The episode was written by consulting producer Alex Borstein, and directed by Alex Graves. It was Borstein's fourth writing credit, and Graves' first directing credit.

===Writing===
Jeremy Allen White previewed the episode, "Monica comes back, and Lip is incredibly distraught about it. He really feels like he's been kicked out even though he was given some kind of ultimatum. In Lip's eyes, Fiona kicked him out of the house. The next time he sees all of them, Monica's there. So it's another smack in the face. Not only am I kicked out, but now our mother, who abandoned us, is back. [Monica] will be spiraling more and more out of control. She puts the whole family in jeopardy."

==Reception==
===Viewers===
In its original American broadcast, "Hurricane Monica" was seen by an estimated 1.31 million household viewers with a 0.7 in the 18–49 demographics. This means that 0.7 percent of all households with televisions watched the episode. This was a 19% decrease in viewership from the previous episode, which was seen by an estimated 1.60 million household viewers with a 0.8 in the 18–49 demographics.

===Critical reviews===
"Hurricane Monica" received critical acclaim. Joshua Alston of The A.V. Club gave the episode an "A–" grade, calling the episode "fantastic" and praising the episode's focus on Monica: "I'm trying to think of a recurring character that has more of a talismanic effect on a show than Monica does on Shameless. In last season's "But At Last Came A Knock," Chloe Webb sauntered in and suddenly everything with Shameless just clicked into place. And so it was with "Hurricane Monica," in which the Gallagher matriarch pops up yet again and brings out everyone's extremes." Alston lauded Chloe Webb's performance as Monica, writing "I can't say enough good things about Chloe Webb's performance. She absolutely owns this character."
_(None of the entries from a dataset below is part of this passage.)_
//! On-demand reconstruction of vertex objects.
//!
//! The graph stores edges and chains only; vertices are implicit. When
//! explicit vertex instances are needed (vertex counts, JSON export), they
//! are rebuilt from chain connectivity, grouped by degree, with ids dense
//! over the whole graph.

#[cfg(feature = "serde_support")]
use serde::{Serialize, Deserialize};

use crate::chain::Chain;
use crate::chain_indexes::ChainIndexes;
use crate::ends::{BulkSlot, End, EndSlot};
use crate::{ChId, CmpId, EgId};

/// Graph-wide vertex id.
pub type VtxId = usize;

/// The slots a vertex groups, keyed by its degree.
///
/// A vertex of degree 1, 3 or 4 groups that many chain end-slots; a degree-2
/// vertex sits between two consecutive edges of one chain; the single vertex
/// of a disconnected cycle (treated as degree 0) is addressed by the two
/// boundary slots of the cycle chain.
#[derive(Debug, Clone)]
#[cfg_attr(feature = "serde_support", derive(Serialize, Deserialize))]
pub enum VertexSlots {
    CycleBoundary([EndSlot; 2]),
    Leaf(EndSlot),
    Bulk([BulkSlot; 2]),
    Junction3([EndSlot; 3]),
    Junction4([EndSlot; 4]),
}

/// An explicit graph vertex.
#[derive(Debug, Clone)]
#[cfg_attr(feature = "serde_support", derive(Serialize, Deserialize))]
pub struct Vertex {
    /// Vertex id, dense in `[0, V)` across all degrees.
    pub ind: VtxId,
    pub slots: VertexSlots,
}

impl Vertex {
    pub fn degree(&self) -> usize {
        match self.slots {
            VertexSlots::CycleBoundary(_) => 0,
            VertexSlots::Leaf(_) => 1,
            VertexSlots::Bulk(_) => 2,
            VertexSlots::Junction3(_) => 3,
            VertexSlots::Junction4(_) => 4,
        }
    }

    pub fn contains_end_slot(&self, s: EndSlot) -> bool {
        match &self.slots {
            VertexSlots::CycleBoundary(ss) => ss.contains(&s),
            VertexSlots::Leaf(u) => *u == s,
            VertexSlots::Bulk(_) => false,
            VertexSlots::Junction3(ss) => ss.contains(&s),
            VertexSlots::Junction4(ss) => ss.contains(&s),
        }
    }

    pub fn contains_bulk_slot(&self, s: BulkSlot) -> bool {
        match &self.slots {
            VertexSlots::Bulk(ss) => ss.contains(&s),
            _ => false,
        }
    }

    /// Host chain ids of the grouped slots.
    pub fn ws(&self) -> Vec<ChId> {
        match &self.slots {
            VertexSlots::CycleBoundary(ss) => ss.iter().map(|s| s.w).collect(),
            VertexSlots::Leaf(u) => vec![u.w],
            VertexSlots::Bulk(ss) => ss.iter().map(|s| s.w).collect(),
            VertexSlots::Junction3(ss) => ss.iter().map(|s| s.w).collect(),
            VertexSlots::Junction4(ss) => ss.iter().map(|s| s.w).collect(),
        }
    }

    /// End indexes (for end slots) or positions (for bulk slots).
    pub fn es(&self) -> Vec<usize> {
        match &self.slots {
            VertexSlots::CycleBoundary(ss) => ss.iter().map(|s| s.e.idx()).collect(),
            VertexSlots::Leaf(u) => vec![u.e.idx()],
            VertexSlots::Bulk(ss) => ss.iter().map(|s| s.a).collect(),
            VertexSlots::Junction3(ss) => ss.iter().map(|s| s.e.idx()).collect(),
            VertexSlots::Junction4(ss) => ss.iter().map(|s| s.e.idx()).collect(),
        }
    }

    /// Host component of the vertex.
    pub fn cmpt(&self, cn: &[Chain]) -> CmpId {
        cn[self.ws()[0]].c
    }

    /// True if both vertices group the same slot set.
    ///
    /// Slot order is immaterial; since a vertex never lists the same slot
    /// twice, permutation equality reduces to set equality.
    pub fn same_slots(&self, other: &Vertex) -> bool {
        fn sorted<T: Ord + Copy>(ss: &[T]) -> Vec<T> {
            let mut v = ss.to_vec();
            v.sort();
            v
        }
        match (&self.slots, &other.slots) {
            (VertexSlots::CycleBoundary(a), VertexSlots::CycleBoundary(b)) =>
                sorted(a) == sorted(b),
            (VertexSlots::Leaf(a), VertexSlots::Leaf(b)) => a == b,
            (VertexSlots::Bulk(a), VertexSlots::Bulk(b)) => sorted(a) == sorted(b),
            (VertexSlots::Junction3(a), VertexSlots::Junction3(b)) =>
                sorted(a) == sorted(b),
            (VertexSlots::Junction4(a), VertexSlots::Junction4(b)) =>
                sorted(a) == sorted(b),
            _ => false,
        }
    }
}

/// The vertex collections classified by degree.
#[derive(Debug, Clone, Default)]
#[cfg_attr(feature = "serde_support", derive(Serialize, Deserialize))]
pub struct Vertices {
    pub deg0: Vec<Vertex>,
    pub deg1: Vec<Vertex>,
    pub deg2: Vec<Vertex>,
    pub deg3: Vec<Vertex>,
    pub deg4: Vec<Vertex>,
}

impl Vertices {
    /// Rebuilds all collections from chain data and the classification.
    pub fn create(cn: &[Chain], chis: &ChainIndexes) -> Self {
        let mut vs = Vertices::default();
        let mut ind: VtxId = 0;

        // degree 0: boundaries of disconnected cycles
        for &w in &chis.cn22 {
            vs.deg0.push(Vertex {
                ind,
                slots: VertexSlots::CycleBoundary(
                    [EndSlot::new(w, End::A), EndSlot::new(w, End::B)]),
            });
            ind += 1;
        }

        // degree 1: both ends of free chains, then the free ends of 13 and 14
        for &w in &chis.cn11 {
            for e in End::BOTH {
                vs.deg1.push(Vertex { ind, slots: VertexSlots::Leaf(EndSlot::new(w, e)) });
                ind += 1;
            }
        }
        for &s in &chis.cn13 {
            vs.deg1.push(Vertex { ind, slots: VertexSlots::Leaf(s) });
            ind += 1;
        }
        for &s in &chis.cn14 {
            vs.deg1.push(Vertex { ind, slots: VertexSlots::Leaf(s) });
            ind += 1;
        }

        // degree 2: internal chain vertices
        for m in cn {
            for a in 1..m.length() {
                vs.deg2.push(Vertex {
                    ind,
                    slots: VertexSlots::Bulk(
                        [BulkSlot::new(m.idw, a - 1), BulkSlot::new(m.idw, a)]),
                });
                ind += 1;
            }
        }

        // degree 3
        {
            let mut attempt = |s: EndSlot, vv: &mut Vec<Vertex>, ind: &mut VtxId| {
                let ng = cn[s.w].ngs_at(s.e);
                let v = Vertex {
                    ind: *ind,
                    slots: VertexSlots::Junction3([s, ng[0], ng[1]]),
                };
                if !vv.iter().any(|u| u.same_slots(&v)) {
                    vv.push(v);
                    *ind += 1;
                }
            };
            for &w in &chis.cn33 {
                for e in End::BOTH {
                    attempt(EndSlot::new(w, e), &mut vs.deg3, &mut ind);
                }
            }
            for &s in &chis.cn13 {
                attempt(s.opp(), &mut vs.deg3, &mut ind);
            }
            for &s in &chis.cn34 {
                attempt(s, &mut vs.deg3, &mut ind);
            }
        }

        // degree 4
        {
            let mut attempt = |s: EndSlot, vv: &mut Vec<Vertex>, ind: &mut VtxId| {
                let ng = cn[s.w].ngs_at(s.e);
                let v = Vertex {
                    ind: *ind,
                    slots: VertexSlots::Junction4([s, ng[0], ng[1], ng[2]]),
                };
                if !vv.iter().any(|u| u.same_slots(&v)) {
                    vv.push(v);
                    *ind += 1;
                }
            };
            for &w in &chis.cn44 {
                for e in End::BOTH {
                    attempt(EndSlot::new(w, e), &mut vs.deg4, &mut ind);
                }
            }
            for &s in &chis.cn14 {
                attempt(s.opp(), &mut vs.deg4, &mut ind);
            }
            for &s in &chis.cn34 {
                attempt(s.opp(), &mut vs.deg4, &mut ind);
            }
        }

        vs
    }

    pub fn by_degree(&self, d: usize) -> &[Vertex] {
        match d {
            0 => &self.deg0,
            1 => &self.deg1,
            2 => &self.deg2,
            3 => &self.deg3,
            4 => &self.deg4,
            _ => panic!("unsupported vertex degree {}", d),
        }
    }

    pub fn num(&self, d: usize) -> usize {
        self.by_degree(d).len()
    }

    pub fn num_total(&self) -> usize {
        (0..=4).map(|d| self.num(d)).sum()
    }

    pub fn iter(&self) -> impl Iterator<Item = &Vertex> {
        self.deg0.iter()
            .chain(self.deg1.iter())
            .chain(self.deg2.iter())
            .chain(self.deg3.iter())
            .chain(self.deg4.iter())
    }

    /// Finds the vertex of degree `d` containing the given end slot.
    ///
    /// A degree of 2 at a chain end only occurs on disconnected cycles, so it
    /// is looked up among the cycle boundary vertices.
    pub fn from_end_slot(&self, d: usize, s: EndSlot) -> Option<VtxId> {
        let vv = match d {
            0 | 2 => &self.deg0,
            1 => &self.deg1,
            3 => &self.deg3,
            4 => &self.deg4,
            _ => return None,
        };
        vv.iter().find(|v| v.contains_end_slot(s)).map(|v| v.ind)
    }

    /// Finds the degree-2 vertex containing the given bulk slot.
    pub fn from_bulk_slot(&self, s: BulkSlot) -> Option<VtxId> {
        self.deg2.iter().find(|v| v.contains_bulk_slot(s)).map(|v| v.ind)
    }

    /// The subset of vertices belonging to component `c`, collection ids kept.
    pub fn for_compartment(&self, cn: &[Chain], c: CmpId) -> Vertices {
        let filter = |vv: &[Vertex]| -> Vec<Vertex> {
            vv.iter().filter(|v| v.cmpt(cn) == c).cloned().collect()
        };
        Vertices {
            deg0: filter(&self.deg0),
            deg1: filter(&self.deg1),
            deg2: filter(&self.deg2),
            deg3: filter(&self.deg3),
            deg4: filter(&self.deg4),
        }
    }
}

/// An edge endpoint pair for exports, as vertex ids.
pub type EdgeVertices = [VtxId; 2];

/// Finds the vertex ids at both endpoints of the edge at a bulk position.
pub fn edge_vertices(
    cn: &[Chain],
    vs: &Vertices,
    s: BulkSlot,
) -> [Option<VtxId>; 2] {
    let BulkSlot { w, a } = s;
    let m = &cn[w];

    if a == 0 {
        let i1 = vs.from_end_slot(m.ngs_at(End::A).num() + 1, EndSlot::new(w, End::A));
        let i2 = if m.length() == 1 {
            vs.from_end_slot(m.ngs_at(End::B).num() + 1, EndSlot::new(w, End::B))
        } else {
            vs.from_bulk_slot(BulkSlot::new(w, a))
        };
        [i1, i2]
    } else if a == m.length() - 1 {
        let d = m.ngs_at(End::B).num() + 1;
        [vs.from_bulk_slot(s), vs.from_end_slot(d, EndSlot::new(w, End::B))]
    } else {
        [vs.from_bulk_slot(s), vs.from_bulk_slot(BulkSlot::new(w, a + 1))]
    }
}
Tim Basham of Paste wrote about the episode, "Monica's return to the Gallagher household, though unexpected, comes with some guarded acceptance from her children, whom she had abandoned years earlier." Leigh Raines of TV Fanatic gave the episode a perfect 5 star rating out of 5 and wrote, "Overall this episode was more of a rollercoaster than a hurricane. Everyone was all over the place, several different storylines were running, but the Gallaghers know how to make chaos work. Now that Monica is back and Mandy's pregnant, we're sure to see things get even crazier."